TFT

Convert XML to JSON Online

Easily transform your XML data into clean JSON format. This converter handles complex nested structures and attributes, making it perfect for API integrations and modern web applications.

XML to JSON Converter

Convert XML data to JSON format instantly.

JSON output will appear here...

How It Works

This XML to JSON converter transforms XML documents into JSON format, handling nested elements, attributes, arrays, and text nodes. It's essential for modern web development where APIs typically use JSON instead of XML.

The conversion process:

  1. Parse XML: The XML document is parsed into a tree structure of elements, attributes, and text.
  2. Transform nodes: Each XML element becomes a JSON object. Child elements become nested objects or arrays.
  3. Handle attributes: XML attributes are prefixed (commonly with @) to distinguish from child elements.
  4. Detect arrays: Repeated elements at the same level are converted to JSON arrays automatically.

The converter preserves all data from the original XML while transforming it into the more compact, JavaScript-friendly JSON format used by modern applications.

When You'd Actually Use This

Modernizing Legacy APIs

Convert XML API responses to JSON for integration with modern JavaScript applications.

Data Migration Projects

Transform XML data exports into JSON for importing into new systems or databases.

Web Scraping Results

Convert scraped XML data (like sitemaps) into JSON for easier processing and storage.

Configuration File Conversion

Transform XML configuration files to JSON for applications that prefer JSON config.

RSS/Atom Feed Processing

Convert RSS or Atom feeds to JSON for easier manipulation in JavaScript applications.

SOAP to REST Migration

Convert SOAP XML responses to JSON when migrating from SOAP to REST APIs.

What to Know Before Using

XML attributes need special handling

Attributes become prefixed keys (like @id) in JSON. Your code needs to handle this convention when accessing attribute values.

Single vs multiple elements creates different structures

One <item> becomes an object. Multiple <item> elements become an array. Code should handle both cases.

Text content location varies

Element text may be in a special key like #text or directly in the object. Check your converter's convention.

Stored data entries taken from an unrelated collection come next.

//! The global subscriber can only be installed once per process, so this
//! file holds a single test.

use latency_telemetry::{harness_event, init_telemetry, TelemetryConfig, TelemetryError};

#[test]
fn test_init_once() {
    let config = TelemetryConfig::default().with_log_level("debug");
    let guard = init_telemetry(config.clone()).expect("first init succeeds");
    assert_eq!(guard.service_name(), "order-latency");

    harness_event!(info, "test", "Subscriber installed", attempt = 1);
    harness_event!(debug, "test", iteration = 0usize, "Iteration logged", create_ms = 12u64);
    harness_event!(warn, "test", iteration = 1usize, "Iteration without extra fields");

    let second = init_telemetry(config);
    assert!(matches!(second, Err(TelemetryError::Init(_))));
}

XML namespaces may be preserved or stripped

Namespaces add complexity. Some converters strip them; others include them as attributes. Choose based on your needs.

Large XML files may impact performance

Very large documents take time to parse and convert. Consider streaming converters for multi-megabyte files.

Common Questions

How are XML attributes represented in JSON?

Commonly with @ prefix (e.g., @id, @class). Some converters use $ for attributes and # for text. Check the output format.

What happens to XML comments?

Most converters ignore comments since JSON has no comment standard. If you need comments, they may be stored in a special field.

Can I convert JSON back to XML?

Yes, but it's not always perfectly reversible. Attribute information may be lost if not properly marked. Use a dedicated JSON-to-XML converter.

How are mixed content (text + elements) handled?

Tricky! Some converters put text in #text field. Others create arrays mixing strings and objects. Complex mixed content may need custom handling.

Is the conversion lossless?

Data-wise, yes. Structure-wise, XML and JSON are different. All values are preserved but the representation changes.

What about XML declarations and encoding?

XML declaration (<?xml version='1.0'?>) is typically dropped. JSON is always UTF-8, so encoding is handled automatically.

Can I customize the output format?

Some converters allow options: attribute prefix, text field name, array wrapping. Check available settings for your specific needs.